> [AIM OF THE EXERCISE]
The answer must be a single number: how many lines of the records below contain "BindingErrorKind".

(Saved entries)
━━━━━━━━━━━━━━━━━━━━━━━━━━━━━━

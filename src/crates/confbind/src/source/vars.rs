//! Key/value sources: the process environment and in-process system properties

use parking_lot::RwLock;
use std::collections::{BTreeMap, HashMap};
use std::sync::Arc;
use tracing::trace;

/// Snapshot-able source of string variables
pub trait VariableSource: Send + Sync {
    /// Every variable at the time of the call
    fn variables(&self) -> Vec<(String, String)>;

    /// Single lookup by exact key
    fn get(&self, key: &str) -> Option<String>;
}

/// The real process environment
///
/// Entries whose key or value is not valid UTF-8 are skipped.
#[derive(Debug, Clone, Copy, Default)]
pub struct ProcessEnvironment;

impl VariableSource for ProcessEnvironment {
    fn variables(&self) -> Vec<(String, String)> {
        std::env::vars_os()
            .filter_map(|(k, v)| match (k.into_string(), v.into_string()) {
                (Ok(k), Ok(v)) => Some((k, v)),
                (k, _) => {
                    trace!(key = ?k, "Skipping environment variable that is not valid UTF-8");
                    None
                }
            })
            .collect()
    }

    fn get(&self, key: &str) -> Option<String> {
        std::env::var(key).ok()
    }
}

/// Process-scoped property store, set programmatically rather than inherited
///
/// Cloning yields another handle to the same store.
#[derive(Debug, Clone, Default)]
pub struct SystemProperties {
    inner: Arc<RwLock<BTreeMap<String, String>>>,
}

impl SystemProperties {
    pub fn new() -> Self {
        Self::default()
    }

    /// Set a property, returning the previous value
    pub fn set(&self, key: impl Into<String>, value: impl Into<String>) -> Option<String> {
        self.inner.write().insert(key.into(), value.into())
    }

    pub fn remove(&self, key: &str) -> Option<String> {
        self.inner.write().remove(key)
    }

    pub fn len(&self) -> usize {
        self.inner.read().len()
    }

    pub fn is_empty(&self) -> bool {
        self.inner.read().is_empty()
    }
}

impl<K: Into<String>, V: Into<String>> FromIterator<(K, V)> for SystemProperties {
    fn from_iter<I: IntoIterator<Item = (K, V)>>(iter: I) -> Self {
        let props = SystemProperties::new();
        for (k, v) in iter {
            props.set(k, v);
        }
        props
    }
}

impl VariableSource for SystemProperties {
    fn variables(&self) -> Vec<(String, String)> {
        self.inner
            .read()
            .iter()
            .map(|(k, v)| (k.clone(), v.clone()))
            .collect()
    }

    fn get(&self, key: &str) -> Option<String> {
        self.inner.read().get(key).cloned()
    }
}

impl VariableSource for BTreeMap<String, String> {
    fn variables(&self) -> Vec<(String, String)> {
        self.iter().map(|(k, v)| (k.clone(), v.clone())).collect()
    }

    fn get(&self, key: &str) -> Option<String> {
        BTreeMap::get(self, key).cloned()
    }
}

impl VariableSource for HashMap<String, String> {
    fn variables(&self) -> Vec<(String, String)> {
        self.iter().map(|(k, v)| (k.clone(), v.clone())).collect()
    }

    fn get(&self, key: &str) -> Option<String> {
        HashMap::get(self, key).cloned()
    }
}
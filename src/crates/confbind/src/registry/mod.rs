//! Registered component, data format and language identifiers
//!
//! Identifiers are stored in environment form (`CAMEL_COMPONENT_AHC_WS`) and
//! only used to recognise which part of a raw environment key names the
//! target and which part is the option. The [`EnvNameCatalog`] owns one
//! registry per [`Domain`] for the bootstrap window; once
//! [`bootstrap_done`](EnvNameCatalog::bootstrap_done) is called it moves to the
//! runtime phase for good and every lookup misses.
//!
//! When several identifiers are prefixes of the same key, the longest one
//! wins, and a match must end on a `_` boundary with a non-empty remainder.

pub mod catalog;

use crate::naming::to_env_var;
use serde::{Deserialize, Serialize};
use std::collections::BTreeSet;
use std::fmt;
use std::str::FromStr;

/// Category of pluggable unit
#[derive(Debug, Clone, Copy, PartialEq, Eq, Hash, PartialOrd, Ord, Serialize, Deserialize)]
#[serde(rename_all = "lowercase")]
pub enum Domain {
    Component,
    DataFormat,
    Language,
}

impl Domain {
    pub const ALL: [Domain; 3] = [Domain::Component, Domain::DataFormat, Domain::Language];

    /// Canonical namespace segment
    pub const fn segment(self) -> &'static str {
        match self {
            Self::Component => "component",
            Self::DataFormat => "dataformat",
            Self::Language => "language",
        }
    }

    /// Raw environment prefix, e.g. `CAMEL_COMPONENT_`
    pub const fn env_prefix(self) -> &'static str {
        match self {
            Self::Component => "CAMEL_COMPONENT_",
            Self::DataFormat => "CAMEL_DATAFORMAT_",
            Self::Language => "CAMEL_LANGUAGE_",
        }
    }

    /// Canonical key prefix, e.g. `camel.component.`
    pub const fn key_prefix(self) -> &'static str {
        match self {
            Self::Component => "camel.component.",
            Self::DataFormat => "camel.dataformat.",
            Self::Language => "camel.language.",
        }
    }

    /// Identifiers shipped with the crate
    pub fn builtin_names(self) -> &'static [&'static str] {
        match self {
            Self::Component => catalog::COMPONENT_ENV_NAMES,
            Self::DataFormat => catalog::DATAFORMAT_ENV_NAMES,
            Self::Language => catalog::LANGUAGE_ENV_NAMES,
        }
    }
}

impl fmt::Display for Domain {
    fn fmt(&self, f: &mut fmt::Formatter<'_>) -> fmt::Result {
        f.write_str(self.segment())
    }
}

impl FromStr for Domain {
    type Err = String;

    fn from_str(s: &str) -> Result<Self, Self::Err> {
        match s.to_ascii_lowercase().as_str() {
            "component" => Ok(Self::Component),
            "dataformat" => Ok(Self::DataFormat),
            "language" => Ok(Self::Language),
            other => Err(format!("unknown domain: {}", other)),
        }
    }
}

/// A registered identifier recognised at the start of a raw key
#[derive(Debug, Clone, PartialEq, Eq)]
pub struct RegistryMatch<'a> {
    /// Identifier as registered, e.g. `CAMEL_COMPONENT_AHC_WS`
    pub identifier: &'a str,
    /// Canonical target name, e.g. `ahc-ws`
    pub name: String,
    /// Raw remainder after the identifier and its separator, e.g. `MAX_SIZE`
    pub option: &'a str,
}

#[derive(Debug, Clone)]
struct Entry {
    env_form: String,
    identifier: String,
}

/// Sorted identifier set for one domain
#[derive(Debug, Clone)]
pub struct NameRegistry {
    domain: Domain,
    names: BTreeSet<String>,
    // longest env form first, ties broken by identifier
    by_length: Vec<Entry>,
}

impl NameRegistry {
    /// Build a registry from identifiers in environment form
    pub fn new<I, S>(domain: Domain, names: I) -> Self
    where
        I: IntoIterator<Item = S>,
        S: Into<String>,
    {
        let names: BTreeSet<String> = names.into_iter().map(Into::into).collect();
        let mut by_length: Vec<Entry> = names
            .iter()
            .map(|id| Entry {
                env_form: to_env_var(id),
                identifier: id.clone(),
            })
            .collect();
        by_length.sort_by(|a, b| {
            b.env_form
                .len()
                .cmp(&a.env_form.len())
                .then_with(|| a.identifier.cmp(&b.identifier))
        });

        Self {
            domain,
            names,
            by_length,
        }
    }

    /// Registry populated from the shipped catalog
    pub fn builtin(domain: Domain) -> Self {
        Self::new(domain, domain.builtin_names().iter().copied())
    }

    pub fn domain(&self) -> Domain {
        self.domain
    }

    pub fn contains(&self, identifier: &str) -> bool {
        self.names.contains(identifier)
    }

    pub fn len(&self) -> usize {
        self.names.len()
    }

    pub fn is_empty(&self) -> bool {
        self.names.is_empty()
    }

    /// Identifiers in sorted order
    pub fn iter(&self) -> impl Iterator<Item = &str> {
        self.names.iter().map(String::as_str)
    }

    /// Longest registered identifier that prefixes `key` on a `_` boundary
    pub fn longest_match<'a>(&'a self, key: &'a str) -> Option<RegistryMatch<'a>> {
        self.by_length.iter().find_map(|entry| {
            let rest = key.strip_prefix(entry.env_form.as_str())?;
            let option = rest.strip_prefix('_')?;
            if option.is_empty() {
                return None;
            }
            Some(RegistryMatch {
                identifier: entry.identifier.as_str(),
                name: self.canonical_name(&entry.identifier),
                option,
            })
        })
    }

    /// `CAMEL_COMPONENT_AHC_WS` -> `ahc-ws`
    pub fn canonical_name(&self, identifier: &str) -> String {
        let bare = identifier
            .strip_prefix(self.domain.env_prefix())
            .unwrap_or(identifier);
        bare.to_lowercase().replace('_', "-")
    }
}

/// Lifecycle marker for the catalog
#[derive(Debug, Clone, Copy, PartialEq, Eq)]
pub enum CatalogPhase {
    Bootstrap,
    Runtime,
}

/// Per-domain registries for the bootstrap window
#[derive(Debug, Clone)]
pub struct EnvNameCatalog {
    registries: Option<[NameRegistry; 3]>,
}

impl EnvNameCatalog {
    /// Catalog with the shipped identifier lists
    pub fn builtin() -> Self {
        Self::from_registries(
            NameRegistry::builtin(Domain::Component),
            NameRegistry::builtin(Domain::DataFormat),
            NameRegistry::builtin(Domain::Language),
        )
    }

    pub fn from_registries(
        components: NameRegistry,
        dataformats: NameRegistry,
        languages: NameRegistry,
    ) -> Self {
        Self {
            registries: Some([components, dataformats, languages]),
        }
    }

    pub fn phase(&self) -> CatalogPhase {
        if self.registries.is_some() {
            CatalogPhase::Bootstrap
        } else {
            CatalogPhase::Runtime
        }
    }

    /// Registry for a domain, `None` once bootstrap is done
    pub fn registry(&self, domain: Domain) -> Option<&NameRegistry> {
        let registries = self.registries.as_ref()?;
        let idx = match domain {
            Domain::Component => 0,
            Domain::DataFormat => 1,
            Domain::Language => 2,
        };
        Some(&registries[idx])
    }

    /// Match a raw key against a domain's registry
    pub fn longest_match<'a>(&'a self, domain: Domain, key: &'a str) -> Option<RegistryMatch<'a>> {
        self.registry(domain)?.longest_match(key)
    }

    /// Drop the registries and switch to the runtime phase; cannot be undone
    pub fn bootstrap_done(&mut self) {
        if self.registries.take().is_some() {
            tracing::debug!("Bootstrap done, environment name registries released");
        }
    }
}

impl Default for EnvNameCatalog {
    fn default() -> Self {
        Self::builtin()
    }
}
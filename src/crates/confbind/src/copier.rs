//! Copy every set option from one configured object onto another

use crate::configurer::{BindingContext, Configurable};
use crate::error::BindingError;
use tracing::{debug, trace};

/// Copy each option of `source` whose current value is present onto `target`
///
/// Both objects are initialised and their configurers resolved through
/// `ctx`. Nothing is copied unless the source configurer can enumerate its
/// options. Options are applied ignoring case. Returns `Ok(true)` when at
/// least one option was applied; errors from the target configurer
/// propagate.
pub fn copy(
    ctx: &BindingContext,
    source: &mut dyn Configurable,
    target: &mut dyn Configurable,
) -> Result<bool, BindingError> {
    let target_configurer = ctx.resolve_configurer(target);
    let source_configurer = ctx.resolve_configurer(source);

    let (Some(target_configurer), Some(source_configurer)) = (target_configurer, source_configurer) else {
        trace!(
            source = %source.describe(),
            bean = %target.describe(),
            "Missing configurer, nothing copied"
        );
        return Ok(false);
    };
    let Some(getter) = source_configurer.getter() else {
        trace!(source = %source.describe(), "Source configurer cannot enumerate options");
        return Ok(false);
    };

    let source_any = source.as_any();
    let mut applied = false;
    for name in getter.all_options(source_any) {
        let Some(value) = getter.option_value(source_any, &name, true) else {
            continue;
        };
        applied |= target_configurer.configure(target.as_any_mut(), &name, &value, true)?;
    }

    debug!(
        source = %source.describe(),
        bean = %target.describe(),
        applied,
        "Copied options between objects"
    );
    Ok(applied)
}
//! Error types for option discovery, aggregation and binding
//!
//! # Error Hierarchy
//!
//! ```text
//! ConfigError
//! ├── Aggregation    - empty option name or value while grouping keys
//! ├── Binding        - a property could not be applied to a target
//! ├── Invalid        - engine settings failed validation
//! ├── Io             - reading a settings file failed
//! └── Serialization  - YAML/JSON settings could not be parsed
//! ```
//!
//! Unmatched environment keys are not errors: the mappers leave them in the
//! input map and move on.

mod context;

pub use context::format_error_chain;

use std::fmt;
use thiserror::Error;

/// Result type for confbind operations
pub type Result<T> = std::result::Result<T, ConfigError>;

/// Top-level error for the crate
#[derive(Debug, Error)]
pub enum ConfigError {
    /// Invalid key detected while grouping options
    #[error(transparent)]
    Aggregation(#[from] AggregationError),

    /// A property could not be bound onto its target
    #[error(transparent)]
    Binding(#[from] BindingError),

    /// Engine settings are inconsistent
    #[error("Invalid configuration: {0}")]
    Invalid(String),

    /// I/O error
    #[error("I/O error: {0}")]
    Io(#[from] std::io::Error),

    /// Settings file could not be parsed
    #[error("Serialization error: {0}")]
    Serialization(String),
}

impl From<serde_json::Error> for ConfigError {
    fn from(err: serde_json::Error) -> Self {
        ConfigError::Serialization(err.to_string())
    }
}

impl From<serde_yaml::Error> for ConfigError {
    fn from(err: serde_yaml::Error) -> Self {
        ConfigError::Serialization(err.to_string())
    }
}

/// Raised while grouping canonical properties into option bags
///
/// Aggregation is fail-fast per key: the offending key is reported and the
/// caller decides whether the rest of the batch continues.
#[derive(Debug, Clone, PartialEq, Eq, Error)]
pub enum AggregationError {
    #[error("Error configuring property: {key} because option is empty")]
    EmptyOption { key: String },

    #[error("Error configuring property: {key} because value is empty")]
    EmptyValue { key: String },
}

impl AggregationError {
    /// The canonical key that failed validation
    pub fn key(&self) -> &str {
        match self {
            Self::EmptyOption { key } | Self::EmptyValue { key } => key,
        }
    }
}

/// What went wrong while binding a single property
#[derive(Debug, Clone, PartialEq, Eq)]
pub enum BindingErrorKind {
    /// The target has no property with that name
    UnknownProperty,
    /// The raw value could not be converted to the property's type
    Coercion(String),
    /// Neither the target nor the resolver supplied a configurer
    NoConfigurer,
}

/// Typed binding failure
///
/// Carries the target description, the property name, the raw value and,
/// once enriched by the binder, the option prefix and fully qualified key.
#[derive(Debug, Clone, PartialEq, Eq)]
pub struct BindingError {
    pub kind: BindingErrorKind,
    pub target: String,
    pub property: String,
    pub value: Option<String>,
    pub option_prefix: Option<String>,
    pub option_key: Option<String>,
}

impl BindingError {
    /// Property name not known by the target
    pub fn unknown_property(
        target: impl Into<String>,
        property: impl Into<String>,
        value: impl Into<String>,
    ) -> Self {
        Self {
            kind: BindingErrorKind::UnknownProperty,
            target: target.into(),
            property: property.into(),
            value: Some(value.into()),
            option_prefix: None,
            option_key: None,
        }
    }

    /// Raw value could not be converted
    pub fn coercion(
        target: impl Into<String>,
        property: impl Into<String>,
        value: impl Into<String>,
        cause: impl fmt::Display,
    ) -> Self {
        Self {
            kind: BindingErrorKind::Coercion(cause.to_string()),
            target: target.into(),
            property: property.into(),
            value: Some(value.into()),
            option_prefix: None,
            option_key: None,
        }
    }

    /// No configurer available for the target
    pub fn no_configurer(target: impl Into<String>) -> Self {
        Self {
            kind: BindingErrorKind::NoConfigurer,
            target: target.into(),
            property: String::new(),
            value: None,
            option_prefix: None,
            option_key: None,
        }
    }

    /// Key to report: the explicit key, else `prefix.property`, else the property
    pub fn resolved_key(&self) -> String {
        if let Some(key) = &self.option_key {
            return key.clone();
        }
        match &self.option_prefix {
            Some(prefix) => join_key(prefix, &self.property),
            None => self.property.clone(),
        }
    }

    /// Merge the caller's option prefix into an error that lacks a key
    ///
    /// An error that already carries an explicit key keeps it; the caller
    /// prefix is recorded either way.
    pub fn enrich(mut self, prefix: Option<&str>) -> Self {
        if self.option_prefix.is_none() {
            self.option_prefix = prefix.map(str::to_string);
        }
        if self.option_key.is_none() {
            self.option_key = Some(self.resolved_key());
        }
        self
    }
}

impl fmt::Display for BindingError {
    fn fmt(&self, f: &mut fmt::Formatter<'_>) -> fmt::Result {
        match &self.kind {
            BindingErrorKind::NoConfigurer => {
                write!(f, "No configurer found for target: {}", self.target)
            }
            BindingErrorKind::UnknownProperty => write!(
                f,
                "Error binding property ({}={}) with name: {} on bean: {}: no such property",
                self.resolved_key(),
                self.value.as_deref().unwrap_or_default(),
                self.property,
                self.target
            ),
            BindingErrorKind::Coercion(cause) => write!(
                f,
                "Error binding property ({}={}) with name: {} on bean: {}: {}",
                self.resolved_key(),
                self.value.as_deref().unwrap_or_default(),
                self.property,
                self.target,
                cause
            ),
        }
    }
}

impl std::error::Error for BindingError {}

/// Value conversion failure reported by the coercion helpers
#[derive(Debug, Clone, PartialEq, Eq, Error)]
#[error("cannot convert {value} to {expected}")]
pub struct CoercionError {
    pub value: String,
    pub expected: &'static str,
}

/// Join a prefix and a key with exactly one dot between them
pub(crate) fn join_key(prefix: &str, key: &str) -> String {
    if prefix.is_empty() {
        key.to_string()
    } else if prefix.ends_with('.') {
        format!("{}{}", prefix, key)
    } else {
        format!("{}.{}", prefix, key)
    }
}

━━━━━━━━━━━━━━━━━━━━━━━━━━━━━━

> [WRITTEN SOLUTION]
8